Con un presidente irresponsabile e peggio nel Brasile alla vigilia del milione di contagiati ufficiali dove in realtà mancano i dati della parte amazzonica remota dell’enorme Paese. Con i 1.238 decessi registrati ieri, (sempre ufficiali e quindi molto al disotto del reale), il Brasile ha raggiunto le 47.748 vittime di Covid, secondo posto dopo gli Usa nella classifica mondiale. Lo denuncia il Consiglio nazionale dei segretari della salute (Conass), gli uffici sanitari degli Stati a scavalcare le censure del ministero federale dove Bolsonaro si fa lo sconto, forse a ingannare la morte.
Bolsonaro insegue l’amico Trump
Sia per numero di decessi che per numero di contagi, il Brasile è il secondo Paese al mondo dopo gli Stati Uniti.
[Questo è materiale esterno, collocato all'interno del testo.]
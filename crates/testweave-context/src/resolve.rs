use serde_json::{Map, Value, json};

use testweave_core::{DataDependency, DependencyType, GeneratedDataResult};

use crate::model::GenerationContext;

/// A dependency is satisfied when both endpoints have generated data and the
/// type-specific check passes.
pub fn is_dependency_satisfied(context: &GenerationContext, dependency: &DataDependency) -> bool {
    let Some(source) = context.generated_data.get(&dependency.source_field) else {
        return false;
    };
    let Some(target) = context.generated_data.get(&dependency.target_field) else {
        return false;
    };

    match dependency.dependency_type {
        DependencyType::Reference => check_reference(source, target),
        DependencyType::Prerequisite => check_prerequisite(source, target),
        DependencyType::Validation => check_validation(source, target),
        DependencyType::Transformation => check_transformation(source, target),
    }
}

fn check_reference(_source: &GeneratedDataResult, _target: &GeneratedDataResult) -> bool {
    true
}

fn check_prerequisite(_source: &GeneratedDataResult, _target: &GeneratedDataResult) -> bool {
    true
}

// Target data explicitly marked invalid fails the edge.
fn check_validation(_source: &GeneratedDataResult, target: &GeneratedDataResult) -> bool {
    target.passes_validation()
}

fn check_transformation(_source: &GeneratedDataResult, _target: &GeneratedDataResult) -> bool {
    true
}

/// `100 * (checks - missing - broken) / checks`, or 100 with no checks.
pub fn validation_score(required: usize, dependencies: usize, missing: usize, broken: usize) -> f64 {
    let total = required + dependencies;
    if total == 0 {
        return 100.0;
    }
    let valid = total.saturating_sub(missing + broken);
    valid as f64 / total as f64 * 100.0
}

/// Dependency context handed to the generator for `target_field`: records
/// already generated per field, the required-data map, the target and the
/// edges that point at it.
pub fn build_dependency_context(context: &GenerationContext, target_field: &str) -> Value {
    let mut generated = Map::new();
    for (field, result) in &context.generated_data {
        generated.insert(
            field.clone(),
            Value::Array(
                result
                    .data_records
                    .iter()
                    .cloned()
                    .map(Value::Object)
                    .collect(),
            ),
        );
    }

    let incoming: Vec<&DataDependency> = context
        .dependencies
        .iter()
        .filter(|dep| dep.target_field == target_field)
        .collect();
    let source_fields: Vec<&str> = incoming.iter().map(|dep| dep.source_field.as_str()).collect();
    let dependency_types: Vec<&str> = incoming
        .iter()
        .map(|dep| dep.dependency_type.name())
        .collect();

    json!({
        "generatedData": generated,
        "requiredData": context.required_data,
        "targetField": target_field,
        "targetContext": context.name,
        "sourceFields": source_fields,
        "dependencyTypes": dependency_types,
    })
}
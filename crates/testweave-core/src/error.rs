use thiserror::Error;

/// Core error type shared across testweave crates.
#[derive(Debug, Error)]
pub enum CoreError {
    /// A dependency edge violates internal invariants.
    #[error("invalid dependency: {0}")]
    InvalidDependency(String),
    /// A strength level outside the 1..=5 scale.
    #[error("invalid dependency strength level: {0}")]
    InvalidStrength(u8),
}

/// Convenience alias for results returned by the core crate.
pub type Result<T> = std::result::Result<T, CoreError>;
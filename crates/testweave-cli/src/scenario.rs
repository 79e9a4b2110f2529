use std::collections::BTreeMap;
use std::path::Path;

use serde::{Deserialize, Serialize};
use serde_json::Value;
use thiserror::Error;
use tracing::info;

use testweave_context::{ContextError, ContextExport, ContextStore, ContextValidationResult};
use testweave_core::{
    CandidateEdge, DependencyStrength, DependencyType, GenerationRequest, GenerationScope,
};
use testweave_generate::GenerationOrchestrator;

#[derive(Debug, Error)]
pub enum ScenarioError {
    #[error("io error: {0}")]
    Io(#[from] std::io::Error),
    #[error("json error: {0}")]
    Json(#[from] serde_json::Error),
    #[error(transparent)]
    Context(#[from] ContextError),
    #[error("invalid scenario: {0}")]
    Invalid(String),
}

/// A generation task described in JSON: the fields it needs, the edges
/// between them and the fields to generate, in order.
#[derive(Debug, Clone, Deserialize)]
#[serde(rename_all = "camelCase")]
pub struct Scenario {
    pub name: String,
    #[serde(default)]
    pub required_data: BTreeMap<String, Value>,
    #[serde(default)]
    pub dependencies: Vec<ScenarioDependency>,
    /// Typed API/BPMN/business-rule edges, tagged by `provenance`.
    #[serde(default)]
    pub candidates: Vec<CandidateEdge>,
    #[serde(default)]
    pub generate: Vec<ScenarioGeneration>,
}

#[derive(Debug, Clone, Deserialize)]
#[serde(rename_all = "camelCase")]
pub struct ScenarioDependency {
    pub source_field: String,
    pub target_field: String,
    pub dependency_type: String,
    /// Strength label; unknown labels read as `medium`.
    #[serde(default)]
    pub strength: Option<String>,
}

#[derive(Debug, Clone, Deserialize)]
#[serde(rename_all = "camelCase")]
pub struct ScenarioGeneration {
    pub field: String,
    /// Defaults to the field name.
    #[serde(default)]
    pub data_type: Option<String>,
    #[serde(default)]
    pub record_count: Option<usize>,
    #[serde(default)]
    pub quality_level: Option<String>,
    #[serde(default)]
    pub generation_scope: Option<GenerationScope>,
}

impl ScenarioGeneration {
    fn request(&self) -> GenerationRequest {
        let mut request = GenerationRequest::new(self.data_type.as_deref().unwrap_or(&self.field))
            .with_scope(self.generation_scope.unwrap_or(GenerationScope::Scenario));
        if let Some(record_count) = self.record_count {
            request = request.with_record_count(record_count);
        }
        if let Some(quality_level) = &self.quality_level {
            request = request.with_quality_level(quality_level.clone());
        }
        request
    }
}

/// Export projection and readiness verdict of a resolved scenario.
#[derive(Debug, Clone, Serialize)]
#[serde(rename_all = "camelCase")]
pub struct ScenarioOutcome {
    pub export: ContextExport,
    pub validation: ContextValidationResult,
}

pub fn read_scenario(path: &Path) -> Result<Scenario, ScenarioError> {
    let raw = std::fs::read_to_string(path)?;
    Ok(serde_json::from_str(&raw)?)
}

/// Build a context from `scenario`, generate its fields in order, then
/// resolve and validate the dependency edges.
pub async fn run_scenario(
    scenario: &Scenario,
    store: &ContextStore,
    orchestrator: &GenerationOrchestrator,
) -> Result<ScenarioOutcome, ScenarioError> {
    let context = store.create_context(&scenario.name, scenario.required_data.clone())?;
    let context_id = context.context_id;

    for dependency in &scenario.dependencies {
        let dependency_type = DependencyType::parse(&dependency.dependency_type).ok_or_else(|| {
            ScenarioError::Invalid(format!(
                "unknown dependency type '{}' for {} -> {}",
                dependency.dependency_type, dependency.source_field, dependency.target_field
            ))
        })?;
        let strength = dependency
            .strength
            .as_deref()
            .map(DependencyStrength::from_label)
            .unwrap_or(DependencyStrength::Medium);
        store.add_dependency(
            &context_id,
            &dependency.source_field,
            &dependency.target_field,
            dependency_type,
            strength,
        )?;
    }

    if !scenario.candidates.is_empty() {
        store.import_candidates(&context_id, &scenario.candidates)?;
    }

    for generation in &scenario.generate {
        store
            .generate_dependent_data(&context_id, &generation.field, generation.request(), orchestrator)
            .await?;
    }

    store.resolve_dependencies(&context_id)?;
    let validation = store.validate_context(&context_id)?;
    let export = store.export_context_data(&context_id)?;

    info!(
        context_id = %context_id,
        scenario = %scenario.name,
        generated = export.generated_data.len(),
        valid = validation.valid,
        "scenario resolved"
    );
    Ok(ScenarioOutcome { export, validation })
}

#[cfg(test)]
mod tests {
    use std::sync::Arc;

    use serde_json::json;
    use testweave_core::DependencyStatus;
    use testweave_generate::{OrchestratorConfig, SampleDataGenerator};

    use super::*;

    fn orchestrator() -> GenerationOrchestrator {
        GenerationOrchestrator::new(
            Arc::new(SampleDataGenerator::default()),
            OrchestratorConfig::default(),
        )
    }

    #[tokio::test]
    async fn scenario_generates_in_order_and_resolves() {
        let scenario: Scenario = serde_json::from_value(json!({
            "name": "checkout",
            "requiredData": { "user": "object", "order": "object" },
            "dependencies": [
                { "sourceField": "user", "targetField": "order",
                  "dependencyType": "prerequisite", "strength": "strong" }
            ],
            "generate": [
                { "field": "user", "recordCount": 2 },
                { "field": "order", "dataType": "order", "recordCount": 3 }
            ]
        }))
        .expect("scenario");

        let store = ContextStore::new();
        let outcome = run_scenario(&scenario, &store, &orchestrator())
            .await
            .expect("outcome");

        assert!(outcome.validation.valid);
        assert_eq!(outcome.validation.validation_score, 100.0);
        assert_eq!(outcome.export.generated_data.len(), 2);
        assert_eq!(outcome.export.generated_data["order"].data_records.len(), 3);

        let dependency = &outcome.export.dependencies[0];
        assert_eq!(dependency.status, DependencyStatus::Resolved);
        assert_eq!(dependency.strength, DependencyStrength::Critical);
        assert_eq!(outcome.export.metadata["resolvedDependencies"], json!(1));
        assert_eq!(outcome.export.metadata["lastGeneration"], json!("order"));
    }

    #[tokio::test]
    async fn missing_generation_leaves_the_context_invalid() {
        let scenario: Scenario = serde_json::from_value(json!({
            "name": "partial",
            "requiredData": { "user": "object", "invoice": "object" },
            "dependencies": [
                { "sourceField": "user", "targetField": "invoice", "dependencyType": "REFERENCE" }
            ],
            "generate": [{ "field": "user", "recordCount": 1 }]
        }))
        .expect("scenario");

        let outcome = run_scenario(&scenario, &ContextStore::new(), &orchestrator())
            .await
            .expect("outcome");

        assert!(!outcome.validation.valid);
        assert_eq!(outcome.validation.missing_required_data, vec!["invoice".to_string()]);
        assert_eq!(outcome.validation.broken_dependencies.len(), 1);
        assert!((outcome.validation.validation_score - 100.0 / 3.0).abs() < 1e-9);
        assert_eq!(outcome.export.dependencies[0].strength, DependencyStrength::Medium);
    }

    #[tokio::test]
    async fn unknown_dependency_types_are_rejected() {
        let scenario: Scenario = serde_json::from_value(json!({
            "name": "bad",
            "dependencies": [
                { "sourceField": "a", "targetField": "b", "dependencyType": "ownership" }
            ]
        }))
        .expect("scenario");

        let err = run_scenario(&scenario, &ContextStore::new(), &orchestrator())
            .await
            .expect_err("invalid type");
        assert!(matches!(err, ScenarioError::Invalid(_)));
    }
}
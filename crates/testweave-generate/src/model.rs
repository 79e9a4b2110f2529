use std::time::Duration;

use serde::{Deserialize, Serialize};

/// Default cache capacity.
pub const MAX_CACHE_SIZE: usize = 1000;
/// Default cache entry lifetime, in minutes.
pub const CACHE_TTL_MINUTES: u64 = 60;

/// Options for the generation orchestrator.
#[derive(Debug, Clone, Serialize, Deserialize)]
pub struct OrchestratorConfig {
    /// Maximum number of cached results.
    pub max_cache_size: usize,
    /// Lifetime of a cached result.
    pub cache_ttl: Duration,
    /// Serve and store results through the cache.
    pub enable_caching: bool,
}

impl Default for OrchestratorConfig {
    fn default() -> Self {
        Self {
            max_cache_size: MAX_CACHE_SIZE,
            cache_ttl: Duration::from_secs(CACHE_TTL_MINUTES * 60),
            enable_caching: true,
        }
    }
}

/// Snapshot of orchestrator activity.
#[derive(Debug, Clone, PartialEq, Serialize, Deserialize)]
#[serde(rename_all = "camelCase")]
pub struct ServiceStatistics {
    pub total_generations: usize,
    pub active_generations: usize,
    pub cache_size: usize,
    pub cache_hits: u64,
    pub cache_misses: u64,
    /// Percentage of cache lookups that hit.
    pub cache_hit_rate: f64,
    /// Mean quality score over results that carried a quality report.
    pub average_quality_score: f64,
    pub healthy: bool,
    pub provider: String,
    pub model: String,
}
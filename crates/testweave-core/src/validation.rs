use std::collections::BTreeSet;

use serde::{Deserialize, Serialize};

use crate::dependency::DataDependency;

/// Structural problem with a dependency edge.
#[derive(Debug, Clone, PartialEq, Eq, Serialize, Deserialize)]
#[serde(rename_all = "camelCase")]
pub struct DependencyIssue {
    pub dependency_id: String,
    pub code: String,
    pub message: String,
}

/// Check dependency edges against the fields a context knows about.
///
/// This reports:
/// - endpoints that are neither required nor generated
/// - self-referencing edges
/// - duplicate (source, target, type) edges
pub fn check_dependency_endpoints(
    known_fields: &BTreeSet<String>,
    dependencies: &[DataDependency],
) -> Vec<DependencyIssue> {
    let mut issues = Vec::new();
    let mut seen = BTreeSet::new();

    for dependency in dependencies {
        for (role, field) in [
            ("source", &dependency.source_field),
            ("target", &dependency.target_field),
        ] {
            if !known_fields.contains(field) {
                issues.push(DependencyIssue {
                    dependency_id: dependency.dependency_id.clone(),
                    code: format!("unknown_{role}"),
                    message: format!(
                        "dependency {} references unknown {role} field '{field}'",
                        dependency.label()
                    ),
                });
            }
        }

        if dependency.source_field == dependency.target_field {
            issues.push(DependencyIssue {
                dependency_id: dependency.dependency_id.clone(),
                code: "self_reference".to_string(),
                message: format!(
                    "dependency {} points at its own source",
                    dependency.label()
                ),
            });
        }

        let key = (
            dependency.source_field.clone(),
            dependency.target_field.clone(),
            dependency.dependency_type.name(),
        );
        if !seen.insert(key) {
            issues.push(DependencyIssue {
                dependency_id: dependency.dependency_id.clone(),
                code: "duplicate".to_string(),
                message: format!(
                    "duplicate {} dependency {}",
                    dependency.dependency_type,
                    dependency.label()
                ),
            });
        }
    }

    issues
}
L’unico dato positivo è che l’incremento quotidiano del numero degli infettati e dei deceduti resta grosso modo stabile.
Allarme Medici senza frontiere in quasi tutta l’America Latina
Ma è tutta l’America latina, ad eccezione dell’Uruguay, a non vedere ancora la luce in fondo al tunnel della pandemia. Per numeri assoluti, al Brasile seguono il Perù con 244.388 contagi (+3.480) e 7.461 morti (+204), e il Cile con 225.103 casi di contagio (+4.475) e 3.841 deceduti (+226). Al quarto posto il Messico (165.455 e 19.747) con la seconda mortalità dopo il Brasile, al quinto l’Ecuador (49.047 e 4.087), al sesto la Colombia (60.217 e 1.960) e al settimo l’Argentina (37.510 e 948).
In Amazzonia situazione fuori controllo
Ancora Brasile. È l’allarme lanciato da Medici senza frontiere parla di «test insufficienti, operatori sanitari colpiti – 100 infermieri morti al mese – e comunità vulnerabili più a rischio, come quelle indigene nello stato di Amazonas, dove si registra il più alto tasso di mortalità».
«I quattro ospedali principali di Manaus sono pieni e gli operatori sanitari si occupano di pazienti estremamente malati che spesso arrivano troppo tardi o si trovano troppo lontano per essere salvati. Un’alta percentuale di pazienti che entrano in terapia intensiva muore e un gran numero di medici si ammala», afferma Bart Janssens, coordinatore dell’emergenza di Msf in Brasile, e riporta Avvenire.
Le cure impossibili lungo il Rio delle Amazzoni
-
A Tefe, una città dell’Amazzonia brasiliana distante da Manaus un giorno e mezzo di navigazione via barca lungo il Rio delle Amazzoni, quasi il 100% dei pazienti che arriva nell’ospedale locale muore.
-
Nel cimitero di Vila Formosa a San Paolo, il più grande dell’America Latina, si liberano vecchie tombe per far posto ai deceduti di Covid.
-
Alti tassi di mortalità si registrano anche a Rio de Janeiro, San Paolo e, recentemente, a Boa Vista, una città al confine settentrionale con il Venezuela.
-
Nelle favelas di San Paolo le équipe di Msf stanno assistendo i senza fissa dimora nelle strade dei quartieri del centro e le persone che vivono nelle baraccopoli della periferia della città.
-
A Rio de Janeiro la capacità della risposta sanitaria nelle favelas, già fortemente al limite, sta per raggiungere il punto di rottura.
Eccezione virtuosa l’Uruguay che tutti studiano
Era già chiamato la “Svizzera dell’America Latina”. Ma stavolta l’allievo Uruguay ha battuto di gran lunga il maestro europeo, rilava Lucia Capuzzi. «Mentre la Confederazione elvetica ha registrato oltre 34mila casi di Covid, il Paese latinoamericano si è fermato a 847. Non solo. Ancora entro i confini svizzeri si registrano una manciata di contagi al giorno. Dal 4 giugno, invece, l’Uruguay ha raggiunto «quota zero»: nessun nuovo malato segnalato da più di una settimana».
Certo, si tratta di una nazione piccola e poco popolata: gli abitanti sono 3,5 milioni. In prospettiva, però, il tasso di mortalità è 0,6 ogni 100mila persone, contro il 12,2 del Brasile, il 4,5 del Cile e l’1,1 dell’Argentina, sull’altra riva del Rio de la Plata.